The Hidden Conversation Between Trees and Nitrogen
Before a tree reaches for the sky, its story forms quietly within the wood. There, nitrogen acts as a subtle signal that guides growth and change. Through her research, Anna Renström uncovers this hidden dialogue and reveals how developing wood senses and responds to the nutrients shaping it.
In ancient Eastern wisdom, it is said that a vessel is defined not by how much it can hold but by the balance it keeps. Too little leaves it empty, too much makes it overflow. Forests live by a similar quiet rule. Among all the elements that shape a tree’s growth, nitrogen carries a subtle but decisive influence, essential for life yet disruptive when its balance is lost.
For many years, scientists around the world have studied nitrogen and its effects on forest growth. We know that it can encourage trees to grow faster, and we also know that excessive fertilisation can unsettle entire ecosystems. But one part of the story has remained less visible: what happens inside the wood itself when nitrogen reaches it? How do the young cells that form the tree’s stem respond to different forms and amounts of this nutrient?
“To understand forest growth, we must first understand how a single cell listens.”
This idea stands at the heart of Anna Renström’s research. Working with hybrid aspen, she varied both the form and the level of nitrogen the trees received, giving them different kinds of nutritional cues. Using near-infrainfrared hyperspectral imaging, she looked into the wood and followed its density, chemistry and structure as they quietly shifted.
A pattern slowly emerged. With higher nitrogen availability, the trees grew taller and thicker, their xylem cells expanded and their stems accumulated more biomass.

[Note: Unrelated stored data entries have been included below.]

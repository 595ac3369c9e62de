//! API error types.

use axum::http::StatusCode;
use axum::response::{IntoResponse, Response};
use axum::Json;
use serde::Serialize;
use thiserror::Error;

use cise_broker::BrokerError;

pub type ApiResult<T> = Result<T, ApiError>;

#[derive(Debug, Error)]
pub enum ApiError {
    #[error("Rate limited")]
    RateLimited,

    /// A broker failure. `redact_upstream` hides upstream details from the
    /// response body; it is set from [`ApiConfig::is_production`](crate::ApiConfig::is_production).
    #[error("{error}")]
    Broker {
        #[source]
        error: BrokerError,
        redact_upstream: bool,
    },
}

impl ApiError {
    pub fn broker(error: BrokerError, redact_upstream: bool) -> Self {
        Self::Broker {
            error,
            redact_upstream,
        }
    }

    pub fn status_code(&self) -> StatusCode {
        match self {
            ApiError::RateLimited => StatusCode::TOO_MANY_REQUESTS,
            ApiError::Broker { error, .. } if error.is_client_error() => StatusCode::BAD_REQUEST,
            ApiError::Broker {
                error: BrokerError::SongNotFound(_),
                ..
            } => StatusCode::NOT_FOUND,
            ApiError::Broker { .. } => StatusCode::BAD_GATEWAY,
        }
    }

    fn code(&self) -> Option<&'static str> {
        match self {
            ApiError::Broker { error, .. } => Some(error.code()),
            ApiError::RateLimited => None,
        }
    }

    fn detail(&self) -> String {
        match self {
            ApiError::Broker {
                error: BrokerError::Upstream(_),
                redact_upstream: true,
            } => "An upstream service error occurred".to_string(),
            _ => self.to_string(),
        }
    }
}

#[derive(Serialize)]
struct ErrorResponse {
    detail: String,
    #[serde(skip_serializing_if = "Option::is_none")]
    code: Option<&'static str>,
}

impl IntoResponse for ApiError {
    fn into_response(self) -> Response {
        let body = ErrorResponse {
            detail: self.detail(),
            code: self.code(),
        };

        (self.status_code(), Json(body)).into_response()
    }
}

#[cfg(test)]
mod tests {
    use super::*;
    use cise_broker::UpstreamError;
    use cise_genai::GenAiError;

    fn upstream() -> BrokerError {
        BrokerError::Upstream(UpstreamError::Generation(GenAiError::request_failed(
            "connect to 10.0.0.7:443 refused",
        )))
    }

    #[test]
    fn test_broker_status_mapping() {
        let cases = [
            (BrokerError::invalid_query("empty"), StatusCode::BAD_REQUEST),
            (BrokerError::invalid_request("blank"), StatusCode::BAD_REQUEST),
            (BrokerError::SongNotFound("x".into()), StatusCode::NOT_FOUND),
            (BrokerError::NoTopicsGenerated, StatusCode::BAD_GATEWAY),
            (BrokerError::NoContentGenerated, StatusCode::BAD_GATEWAY),
            (BrokerError::DownloadLinkUnavailable("x".into()), StatusCode::BAD_GATEWAY),
            (BrokerError::empty_generation("notes"), StatusCode::BAD_GATEWAY),
        ];

        for (err, status) in cases {
            assert_eq!(ApiError::broker(err, false).status_code(), status);
        }
    }

    #[test]
    fn test_error_keeps_code() {
        let err = ApiError::broker(BrokerError::SongNotFound("x".into()), true);
        assert_eq!(err.code(), Some("song_not_found"));
        assert_eq!(ApiError::RateLimited.code(), None);
    }

    #[test]
    fn test_upstream_detail_redaction() {
        let hidden = ApiError::broker(upstream(), true);
        assert_eq!(hidden.detail(), "An upstream service error occurred");
        assert_eq!(hidden.code(), Some("upstream_service_error"));

        let shown = ApiError::broker(upstream(), false);
        assert!(shown.detail().contains("10.0.0.7"));
    }

    #[test]
    fn test_client_errors_are_never_redacted() {
        let err = ApiError::broker(BrokerError::SongNotFound("Shape of You".into()), true);
        assert!(err.detail().contains("Shape of You"));
    }
}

Yet the wood itself changed. It became lighter, its lignin content decreased, and its chemical profile shifted. Among the nitrogen forms, nitrate behaved differently from the rest. It promoted shoot growth, increased the proportion of H-type lignin and left a distinct signature in the developing xylem.
Even more striking was nitrate’s role as a signal. It travelled upward with the xylem sap and entered the developing wood, where it rapidly activated genes associated with cell expansion. Through a molecular regulator called CRF4, nitrate helped initiate the early steps of radial growth, revealing a signalling mechanism not previously described in trees.
But the story also carried a note of caution. When developing xylem cells absorbed too much nitrate, growth slowed instead of accelerating. Even essential nourishment can become a burden when balance is lost.
“Fertilisation should not be force, it should be precision.”
Anna’s work stands within a long tradition of nitrogen research while adding something genuinely new. It offers a molecular and anatomical understanding of how developing wood perceives and responds to nitrogen. And it points toward a future in which forest fertilisation becomes a careful and informed practice rather than a uniform recipe, a way of working with the forest rather than against its natural rhythms.
On December 15, this thoughtful exploration will culminate as Anna Renström defends her doctoral thesis, a work that turns silent processes inside sap, cells and fibres into knowledge that can support more sustainable and balanced forest management.